● ABOUT THIS EXERCISE
Pull out each line of the data that includes the word "mounted".

*** Opening of MATERIAL PROVIDED ***

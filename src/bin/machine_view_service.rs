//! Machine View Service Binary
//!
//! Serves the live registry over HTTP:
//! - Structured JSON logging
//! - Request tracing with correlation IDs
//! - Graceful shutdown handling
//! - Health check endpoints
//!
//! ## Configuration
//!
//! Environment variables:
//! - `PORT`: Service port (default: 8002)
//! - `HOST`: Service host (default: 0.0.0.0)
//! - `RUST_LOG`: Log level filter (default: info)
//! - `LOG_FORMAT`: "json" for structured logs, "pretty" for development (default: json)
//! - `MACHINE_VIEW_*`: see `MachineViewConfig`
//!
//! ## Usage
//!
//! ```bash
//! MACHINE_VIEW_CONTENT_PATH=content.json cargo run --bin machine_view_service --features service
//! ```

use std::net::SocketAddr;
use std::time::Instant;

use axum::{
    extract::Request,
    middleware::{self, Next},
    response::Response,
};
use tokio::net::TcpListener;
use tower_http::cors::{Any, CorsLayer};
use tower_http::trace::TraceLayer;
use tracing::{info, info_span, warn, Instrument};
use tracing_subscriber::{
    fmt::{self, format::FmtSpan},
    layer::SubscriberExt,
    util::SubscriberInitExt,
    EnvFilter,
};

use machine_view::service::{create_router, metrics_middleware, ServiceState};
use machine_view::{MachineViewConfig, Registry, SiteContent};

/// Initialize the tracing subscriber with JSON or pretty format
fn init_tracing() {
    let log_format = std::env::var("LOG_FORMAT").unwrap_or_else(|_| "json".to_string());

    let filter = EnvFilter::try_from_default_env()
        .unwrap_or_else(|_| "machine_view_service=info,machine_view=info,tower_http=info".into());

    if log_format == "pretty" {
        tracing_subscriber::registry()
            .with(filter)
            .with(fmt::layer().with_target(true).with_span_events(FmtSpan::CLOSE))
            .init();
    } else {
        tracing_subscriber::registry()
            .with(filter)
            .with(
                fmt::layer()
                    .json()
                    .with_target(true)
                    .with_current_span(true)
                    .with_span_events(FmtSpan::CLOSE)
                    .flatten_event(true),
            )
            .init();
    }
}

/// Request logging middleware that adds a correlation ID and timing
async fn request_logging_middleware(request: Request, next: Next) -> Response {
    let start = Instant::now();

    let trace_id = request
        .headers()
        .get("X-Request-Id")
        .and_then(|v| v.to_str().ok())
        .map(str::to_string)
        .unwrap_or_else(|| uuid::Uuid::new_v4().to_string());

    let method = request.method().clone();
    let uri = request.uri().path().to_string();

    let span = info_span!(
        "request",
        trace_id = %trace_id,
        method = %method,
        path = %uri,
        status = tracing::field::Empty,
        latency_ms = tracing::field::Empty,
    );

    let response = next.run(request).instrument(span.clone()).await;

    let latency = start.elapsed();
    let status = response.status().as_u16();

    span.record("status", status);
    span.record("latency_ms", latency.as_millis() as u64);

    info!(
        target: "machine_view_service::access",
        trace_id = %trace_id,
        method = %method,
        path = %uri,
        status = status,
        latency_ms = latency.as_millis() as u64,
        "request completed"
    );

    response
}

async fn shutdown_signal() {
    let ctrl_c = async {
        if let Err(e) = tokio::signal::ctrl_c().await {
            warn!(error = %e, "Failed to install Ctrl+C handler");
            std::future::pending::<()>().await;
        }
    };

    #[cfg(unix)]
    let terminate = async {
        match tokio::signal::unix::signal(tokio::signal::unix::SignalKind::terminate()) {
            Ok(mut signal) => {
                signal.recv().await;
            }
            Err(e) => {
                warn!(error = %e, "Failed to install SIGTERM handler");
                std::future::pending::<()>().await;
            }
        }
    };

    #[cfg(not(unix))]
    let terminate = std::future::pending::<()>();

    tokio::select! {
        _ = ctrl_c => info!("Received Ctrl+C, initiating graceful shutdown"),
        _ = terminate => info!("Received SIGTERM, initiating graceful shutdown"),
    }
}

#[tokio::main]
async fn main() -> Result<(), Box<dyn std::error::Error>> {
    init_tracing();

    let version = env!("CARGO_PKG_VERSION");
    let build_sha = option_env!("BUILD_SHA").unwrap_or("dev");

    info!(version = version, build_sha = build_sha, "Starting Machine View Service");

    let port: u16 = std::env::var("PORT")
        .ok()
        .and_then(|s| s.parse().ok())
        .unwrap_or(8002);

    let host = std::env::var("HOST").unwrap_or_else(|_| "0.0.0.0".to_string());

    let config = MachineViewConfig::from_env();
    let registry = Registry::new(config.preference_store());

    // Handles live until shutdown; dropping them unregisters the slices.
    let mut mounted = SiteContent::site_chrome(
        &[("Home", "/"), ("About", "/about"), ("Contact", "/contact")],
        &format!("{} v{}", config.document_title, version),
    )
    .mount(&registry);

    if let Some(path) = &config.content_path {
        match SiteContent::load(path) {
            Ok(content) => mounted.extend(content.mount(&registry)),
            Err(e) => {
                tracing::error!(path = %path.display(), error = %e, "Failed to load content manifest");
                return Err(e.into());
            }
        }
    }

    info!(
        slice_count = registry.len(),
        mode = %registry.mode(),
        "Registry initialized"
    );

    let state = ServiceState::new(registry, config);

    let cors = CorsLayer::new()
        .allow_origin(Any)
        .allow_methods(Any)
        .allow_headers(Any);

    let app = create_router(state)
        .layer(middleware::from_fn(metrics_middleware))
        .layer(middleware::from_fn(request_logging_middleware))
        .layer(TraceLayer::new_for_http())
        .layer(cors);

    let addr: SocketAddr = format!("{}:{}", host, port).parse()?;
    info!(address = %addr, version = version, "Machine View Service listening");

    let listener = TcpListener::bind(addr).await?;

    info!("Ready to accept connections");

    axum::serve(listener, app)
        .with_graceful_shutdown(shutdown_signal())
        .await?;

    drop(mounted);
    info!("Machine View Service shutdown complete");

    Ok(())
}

*** Close of MATERIAL PROVIDED ***
*** Opening of MATERIAL PROVIDED ***

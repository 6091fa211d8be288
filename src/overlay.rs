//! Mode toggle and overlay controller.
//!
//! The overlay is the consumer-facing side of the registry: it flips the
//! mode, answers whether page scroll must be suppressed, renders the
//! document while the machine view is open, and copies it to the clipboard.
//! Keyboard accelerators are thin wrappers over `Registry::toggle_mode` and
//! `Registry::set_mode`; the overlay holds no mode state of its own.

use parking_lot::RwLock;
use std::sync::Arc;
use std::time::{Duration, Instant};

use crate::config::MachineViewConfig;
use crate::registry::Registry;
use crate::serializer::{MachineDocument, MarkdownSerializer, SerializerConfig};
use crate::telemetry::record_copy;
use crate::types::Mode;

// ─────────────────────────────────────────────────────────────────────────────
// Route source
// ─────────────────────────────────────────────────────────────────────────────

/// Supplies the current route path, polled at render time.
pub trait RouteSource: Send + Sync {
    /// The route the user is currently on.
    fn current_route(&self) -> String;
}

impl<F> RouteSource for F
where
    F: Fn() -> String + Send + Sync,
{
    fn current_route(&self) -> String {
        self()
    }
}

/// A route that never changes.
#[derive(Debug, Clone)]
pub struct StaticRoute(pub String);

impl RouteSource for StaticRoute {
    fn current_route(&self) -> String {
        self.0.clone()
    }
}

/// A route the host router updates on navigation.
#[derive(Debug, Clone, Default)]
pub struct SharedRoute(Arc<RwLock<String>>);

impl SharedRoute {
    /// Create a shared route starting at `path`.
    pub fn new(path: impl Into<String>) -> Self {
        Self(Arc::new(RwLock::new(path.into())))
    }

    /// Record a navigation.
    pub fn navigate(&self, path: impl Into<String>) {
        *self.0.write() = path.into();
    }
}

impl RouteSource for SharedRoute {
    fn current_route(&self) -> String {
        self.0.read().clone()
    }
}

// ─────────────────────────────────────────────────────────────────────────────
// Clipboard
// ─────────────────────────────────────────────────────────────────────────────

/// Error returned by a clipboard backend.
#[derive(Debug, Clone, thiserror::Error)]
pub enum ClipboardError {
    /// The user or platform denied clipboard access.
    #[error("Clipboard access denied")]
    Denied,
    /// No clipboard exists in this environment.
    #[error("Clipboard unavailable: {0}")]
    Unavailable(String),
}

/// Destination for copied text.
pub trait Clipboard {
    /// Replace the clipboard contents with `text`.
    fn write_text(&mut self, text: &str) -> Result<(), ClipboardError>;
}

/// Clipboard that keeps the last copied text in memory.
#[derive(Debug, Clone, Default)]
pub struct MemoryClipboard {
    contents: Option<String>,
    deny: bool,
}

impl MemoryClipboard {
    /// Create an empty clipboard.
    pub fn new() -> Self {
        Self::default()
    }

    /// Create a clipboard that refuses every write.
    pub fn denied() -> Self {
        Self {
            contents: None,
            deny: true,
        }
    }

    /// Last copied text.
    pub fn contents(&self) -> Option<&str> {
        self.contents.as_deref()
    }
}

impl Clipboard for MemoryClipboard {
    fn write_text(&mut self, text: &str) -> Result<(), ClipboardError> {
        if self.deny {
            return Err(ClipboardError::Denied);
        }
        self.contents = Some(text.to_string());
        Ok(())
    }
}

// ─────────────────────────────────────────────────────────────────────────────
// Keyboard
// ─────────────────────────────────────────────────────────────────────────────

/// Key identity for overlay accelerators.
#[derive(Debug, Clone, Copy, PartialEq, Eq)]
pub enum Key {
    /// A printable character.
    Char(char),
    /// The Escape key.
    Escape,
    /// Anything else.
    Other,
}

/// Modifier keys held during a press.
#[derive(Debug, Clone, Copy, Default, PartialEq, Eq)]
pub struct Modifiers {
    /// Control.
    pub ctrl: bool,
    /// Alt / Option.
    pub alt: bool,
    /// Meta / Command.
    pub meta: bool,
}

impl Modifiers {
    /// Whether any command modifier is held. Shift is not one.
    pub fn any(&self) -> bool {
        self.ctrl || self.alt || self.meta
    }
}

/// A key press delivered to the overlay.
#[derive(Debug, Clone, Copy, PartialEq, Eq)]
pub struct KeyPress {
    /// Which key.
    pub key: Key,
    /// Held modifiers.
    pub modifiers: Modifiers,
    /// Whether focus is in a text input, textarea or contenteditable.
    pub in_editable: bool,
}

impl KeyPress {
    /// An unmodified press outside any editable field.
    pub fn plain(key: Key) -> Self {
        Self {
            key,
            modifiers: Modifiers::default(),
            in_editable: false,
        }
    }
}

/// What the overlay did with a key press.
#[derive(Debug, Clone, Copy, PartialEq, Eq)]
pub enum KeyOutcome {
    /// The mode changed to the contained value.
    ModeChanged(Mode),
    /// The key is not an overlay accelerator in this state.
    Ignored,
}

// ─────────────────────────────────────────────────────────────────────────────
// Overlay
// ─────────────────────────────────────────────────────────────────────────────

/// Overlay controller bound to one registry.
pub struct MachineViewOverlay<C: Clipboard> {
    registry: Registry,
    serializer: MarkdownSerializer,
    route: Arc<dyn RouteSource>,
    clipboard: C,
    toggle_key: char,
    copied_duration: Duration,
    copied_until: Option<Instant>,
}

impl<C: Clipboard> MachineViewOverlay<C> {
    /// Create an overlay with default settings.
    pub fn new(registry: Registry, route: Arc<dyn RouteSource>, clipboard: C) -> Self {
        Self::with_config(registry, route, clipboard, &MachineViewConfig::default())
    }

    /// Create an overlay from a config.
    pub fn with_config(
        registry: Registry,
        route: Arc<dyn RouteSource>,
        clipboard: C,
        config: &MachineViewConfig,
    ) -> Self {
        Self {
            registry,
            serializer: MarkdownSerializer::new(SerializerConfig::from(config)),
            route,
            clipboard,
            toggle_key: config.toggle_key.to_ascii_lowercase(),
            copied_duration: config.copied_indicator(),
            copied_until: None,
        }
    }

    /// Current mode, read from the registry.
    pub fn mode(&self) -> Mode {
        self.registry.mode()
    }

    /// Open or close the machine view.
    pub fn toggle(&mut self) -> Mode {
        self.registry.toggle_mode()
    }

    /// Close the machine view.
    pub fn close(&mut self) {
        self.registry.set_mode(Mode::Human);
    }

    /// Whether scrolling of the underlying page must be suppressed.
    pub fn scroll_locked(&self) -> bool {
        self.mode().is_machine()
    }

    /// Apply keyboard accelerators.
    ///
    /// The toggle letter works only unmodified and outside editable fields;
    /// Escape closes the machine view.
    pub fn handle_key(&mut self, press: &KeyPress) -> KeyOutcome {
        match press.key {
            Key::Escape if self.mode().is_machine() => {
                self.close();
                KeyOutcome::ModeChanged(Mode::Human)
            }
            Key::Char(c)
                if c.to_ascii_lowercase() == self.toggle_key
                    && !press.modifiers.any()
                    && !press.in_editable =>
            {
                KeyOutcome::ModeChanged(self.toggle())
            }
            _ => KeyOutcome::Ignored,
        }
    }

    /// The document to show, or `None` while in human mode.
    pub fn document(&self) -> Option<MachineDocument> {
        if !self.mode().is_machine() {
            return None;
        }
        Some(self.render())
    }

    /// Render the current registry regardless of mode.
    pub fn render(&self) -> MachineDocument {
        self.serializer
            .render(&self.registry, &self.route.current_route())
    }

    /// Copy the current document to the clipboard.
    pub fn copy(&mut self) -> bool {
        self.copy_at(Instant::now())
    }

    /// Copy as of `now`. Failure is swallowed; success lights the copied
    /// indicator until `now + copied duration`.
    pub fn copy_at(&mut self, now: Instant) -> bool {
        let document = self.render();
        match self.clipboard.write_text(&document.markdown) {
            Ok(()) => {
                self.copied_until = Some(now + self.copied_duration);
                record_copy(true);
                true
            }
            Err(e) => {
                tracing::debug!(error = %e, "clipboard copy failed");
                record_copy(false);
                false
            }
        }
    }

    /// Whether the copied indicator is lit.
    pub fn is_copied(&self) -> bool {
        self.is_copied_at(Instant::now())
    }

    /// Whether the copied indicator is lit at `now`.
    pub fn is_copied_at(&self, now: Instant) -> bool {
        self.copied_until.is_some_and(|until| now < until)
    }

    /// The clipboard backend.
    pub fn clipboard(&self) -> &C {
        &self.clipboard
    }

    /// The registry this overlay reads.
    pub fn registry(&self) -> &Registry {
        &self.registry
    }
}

*** Close of MATERIAL PROVIDED ***

● REPLY
    let mut mounted = SiteContent::site_chrome(
            Ok(content) => mounted.extend(content.mount(&registry)),
    drop(mounted);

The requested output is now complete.